A bioelectronic nose that mimics the human nose can detect traces of bacteria in water by smelling it, without the need for complex equipment and testing. According to a study published in Biosensors and Bioelectronics the technology works by using the smell receptors in the human nose.
The sensor is simple to use and it can detect tiny amounts of contamination in water, making it more sensitive than existing detection methods. The authors of the study, from Seoul National University, say this could make the technology even more useful in the field.
There are two main problems caused by bacteria and other microbes in water: they can make the water toxic, and make it smell bad. At high concentrations, bacteria can be toxic in drinking water. But at lower levels — virtually undetectable by current culturing techniques — they can cause an “off flavor,” putting people off from drinking it.
The new study shows how technology that mimics the human nose can sniff out low levels of bacteria and other microbes by detecting the off flavor they give off.

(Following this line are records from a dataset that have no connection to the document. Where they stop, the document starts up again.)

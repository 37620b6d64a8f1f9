//! Prescription repository trait defining the interface for prescription
//! persistence.

use async_trait::async_trait;
use uuid::Uuid;

use crate::domain::entities::prescription::Prescription;
use crate::errors::DomainError;

/// Repository trait for Prescription entity persistence operations
///
/// Prescriptions are keyed uniquely by appointment; implementations must
/// enforce at most one prescription per appointment.
#[async_trait]
pub trait PrescriptionRepository: Send + Sync {
    /// Create a new prescription
    ///
    /// # Returns
    /// * `Ok(Prescription)` - The created prescription
    /// * `Err(DomainError)` - `ScheduleError::AlreadyExists` if the
    ///   appointment already carries a prescription
    async fn create(&self, prescription: Prescription) -> Result<Prescription, DomainError>;

    /// Find the prescription attached to an appointment
    async fn find_by_appointment(
        &self,
        appointment_id: Uuid,
    ) -> Result<Option<Prescription>, DomainError>;
}
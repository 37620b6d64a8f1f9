//! Domain entities representing core business objects.

pub mod appointment;
pub mod identity;
pub mod prescription;
pub mod slot;
pub mod token;

// Re-export commonly used types
pub use appointment::{Appointment, AppointmentStatus};
pub use identity::{Identity, Role};
pub use prescription::Prescription;
pub use slot::{Slot, SlotHold, SlotStatus};
pub use token::{Claims, JWT_AUDIENCE, JWT_ISSUER};
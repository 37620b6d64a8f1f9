//! Identity entity representing a registered account in the clinic system.

use chrono::{DateTime, Utc};
use serde::{Deserialize, Serialize};
use std::fmt;
use uuid::Uuid;

/// Role attached to an identity
///
/// Roles are a flat enumeration compared with exact-match equality. An
/// Admin token never satisfies a Doctor-only check; there is no implicit
/// privilege hierarchy.
#[derive(Debug, Clone, Copy, PartialEq, Eq, Serialize, Deserialize)]
#[serde(rename_all = "lowercase")]
pub enum Role {
    /// Clinic administrator (username login)
    Admin,
    /// Practicing doctor (email login)
    Doctor,
    /// Registered patient (email login)
    Patient,
}

impl fmt::Display for Role {
    fn fmt(&self, f: &mut fmt::Formatter<'_>) -> fmt::Result {
        match self {
            Role::Admin => write!(f, "admin"),
            Role::Doctor => write!(f, "doctor"),
            Role::Patient => write!(f, "patient"),
        }
    }
}

/// Identity entity representing a login-capable account
///
/// Immutable once issued; secret rotation is handled by the credential
/// store, not by this core.
#[derive(Debug, Clone, PartialEq, Eq, Serialize, Deserialize)]
pub struct Identity {
    /// Unique identifier for the account
    pub id: Uuid,

    /// Role this identity acts under
    pub role: Role,

    /// Login identifier (email for Doctor/Patient, username for Admin)
    pub identifier: String,

    /// Hashed login secret; the hashing scheme belongs to the credential store
    pub secret_hash: String,

    /// Timestamp when the identity was created
    pub created_at: DateTime<Utc>,
}

impl Identity {
    /// Creates a new Identity instance
    pub fn new(role: Role, identifier: String, secret_hash: String) -> Self {
        Self {
            id: Uuid::new_v4(),
            role,
            identifier,
            secret_hash,
            created_at: Utc::now(),
        }
    }

    /// Checks if the identity holds the given role
    pub fn has_role(&self, role: Role) -> bool {
        self.role == role
    }
}

#[cfg(test)]
mod tests {
    use super::*;

    #[test]
    fn test_new_identity() {
        let identity = Identity::new(
            Role::Doctor,
            "who@clinic.example.com".to_string(),
            "hash".to_string(),
        );

        assert_eq!(identity.role, Role::Doctor);
        assert_eq!(identity.identifier, "who@clinic.example.com");
        assert!(identity.has_role(Role::Doctor));
        assert!(!identity.has_role(Role::Admin));
    }

    #[test]
    fn test_role_exact_match() {
        let admin = Identity::new(Role::Admin, "admin".to_string(), "hash".to_string());

        // Admin does not implicitly satisfy other role checks
        assert!(!admin.has_role(Role::Doctor));
        assert!(!admin.has_role(Role::Patient));
    }

    #[test]
    fn test_role_serialization() {
        let json = serde_json::to_string(&Role::Patient).unwrap();
        assert_eq!(json, "\"patient\"");

        let role: Role = serde_json::from_str("\"doctor\"").unwrap();
        assert_eq!(role, Role::Doctor);
    }
}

“Water that smells bad isn’t necessarily toxic,” said Professor Tai Hyun Park, who has been leading the study. “Imagine you don’t do your laundry; it’s not that toxic but you don’t want to wear it because the smell is bad. With drinking water, if there’s off flavor, even if the water isn’t toxic, you don’t want to drink it. We wanted to develop a way to detect and remove this kind of contamination, so people are happy to drink water.”